Invertir en los modelos de sillas de oficinas modernas adecuados es crucial para tener mayor comodidad y productividad a la hora de sentarse a trabajar, así cumplas tus labores de manera presencial o desde tu casa. Hay muchas cosas a considerar al comprar una buena silla, desde el estilo y tamaño hasta la forma y funcionalidad.
Si se sufre de dolor de espalda, de hombros o de cadera, se debe prestar atención a la ergonomía de los modelos de sillas de oficinas modernas. Cada cuerpo es único, y la forma en que se configura el asiento tendrá un impacto significativo en la postura y la forma en que se siente el cuerpo.
También es importante considerar el espacio disponible antes de tomar una decisión. Si una silla de escritorio tiene la ergonomía de gama alta, pero es tan grande que apenas cabe por la puerta, entonces se vuelve obsoleta. Se trata de encontrar el equilibrio adecuado entre comodidad y diseño, lo que significa que será útil en los años venideros.

Las mejores sillas de oficina: cómodas, elegantes y ergonómicas
El presupuesto con el que se cuente influirá en el tipo de silla que se compre y cuál será su uso. Quizás surja la duda sobre cuál es la diferencia real entre una silla de oficina y una de trabajo. Son muy similares, y los nombres “silla de oficina” y “silla de trabajo” a menudo se usan indistintamente. Sin embargo, existen algunas características clave entre ambas que podrían ser el factor decisivo al momento de invertir.
Una de las mayores diferencias que se encuentran entre una silla de oficina y una de trabajo es la ergonomía.
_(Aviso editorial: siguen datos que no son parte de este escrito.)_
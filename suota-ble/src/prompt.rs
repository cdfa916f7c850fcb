use std::io::Write as _;

use suota_engine::{Prompt, Question};
use tokio::io::{AsyncBufReadExt, BufReader, Stdin};

/// y/n questions on stdin; end of input counts as no
pub struct StdinPrompt {
    lines: tokio::io::Lines<BufReader<Stdin>>,
}

impl StdinPrompt {
    pub fn new() -> Self {
        Self {
            lines: BufReader::new(tokio::io::stdin()).lines(),
        }
    }
}

impl Default for StdinPrompt {
    fn default() -> Self {
        Self::new()
    }
}

fn question_text(question: Question) -> &'static str {
    match question {
        Question::UpdateAnother => "Update another device? (y/n)",
        Question::RetryAfterFailure => "Do you want to try again? (y/n)",
    }
}

pub fn is_yes(answer: &str) -> bool {
    answer.trim_start().chars().next().is_some_and(|c| c.eq_ignore_ascii_case(&'y'))
}

impl Prompt for StdinPrompt {
    async fn confirm(&mut self, question: Question) -> bool {
        print!("{}\n>>", question_text(question));
        let _ = std::io::stdout().flush();

        match self.lines.next_line().await {
            Ok(Some(answer)) => is_yes(&answer),
            _ => false,
        }
    }
}
//! SUOTA firmware update engine
//!
//! Drives a software update over the air against a device exposing the SUOTA
//! GATT service: discovers the device, negotiates transfer sizes, streams the
//! image block by block and reboots the device into it. The BLE stack sits
//! behind the [`Transport`] trait.

pub mod config;
pub mod error;
pub mod gatt;
pub mod image;
pub mod params;
pub mod report;
pub mod segment;
pub mod session;
pub mod transfer;
pub mod transport;
pub mod updater;

#[cfg(test)]
mod mock;

pub use config::{Config, ConfigError, PatchLengthPolicy};
pub use error::{Step, SuotaError, WriteFailure};
pub use image::Image;
pub use params::TransferParameters;
pub use report::{Milestone, Progress, Report};
pub use transport::{EventQueues, EventSink, Transport, TransportError, TransportEvent, channel};
pub use updater::{AttemptOutcome, Prompt, Question, RunSummary, SessionState, UpdateReport, Updater};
Estas últimas se diseñan teniendo en cuenta la comodidad y la ergonomía, por lo que si usted es alguien que sufre de dolor de espalda, es posible que una silla de trabajo sea más amable con su cuerpo.
Las sillas de oficina estándar ofrecerán características ajustables básicas, como la altura, inclinación hacia atrás y base giratoria, pero aparte de eso suelen tener un diseño fijo. Una silla de trabajo tendrá ajuste de altura y profundidad del asiento, reposabrazos adaptables y soporte lumbar, junto con funciones de giro e inclinación.
Las sillas de oficina usualmente tienen respaldos altos, pero no siempre cuentan con soporte lumbar. Las sillas de trabajo sostienen la espalda a una altura media o completa, e incluso pueden tener un reposacabezas.
El asiento se elija dependerá de cómo le guste sentarse a la persona y de lo que le resulte más cómodo personalmente. Sin embargo, está claro que una silla de trabajo con un respaldo de altura completa proporcionará un apoyo más confortable.
Diseño y estilo de las sillas
El término “silla de oficina” es muy amplio y puede devenir en una variedad de estilos. Sin embargo, las más comunes son las de cuero o de malla. Estos dos materiales son muy diferentes: uno ofrece una sensación de felpa, y el otro transpirabilidad.
Las sillas de trabajo también vienen en dos estilos diferentes: de tela y de malla, o una mezcla de ambos. Contar con un asiento de tela pero un respaldo de malla sin duda agrega una ventaja sobre las sillas de oficina estándar, ya que tiene lo mejor de ambos mundos. La tela proporcionará un lugar suave para sentarse, mientras que el respaldo de malla permite la circulación de aire.
Las sillas de oficina tienden a ser más pesadas y engorrosas que las sillas de trabajo debido a su diseño fijo. Sin embargo, los asientos hechos para trabajar son mucho más flexibles y su tapizado hace que su diseño sea más liviano. En última instancia, el modelo que se elija dependerá de la decoración de la oficina y de si se está más interesado en el estilo que en la comodidad.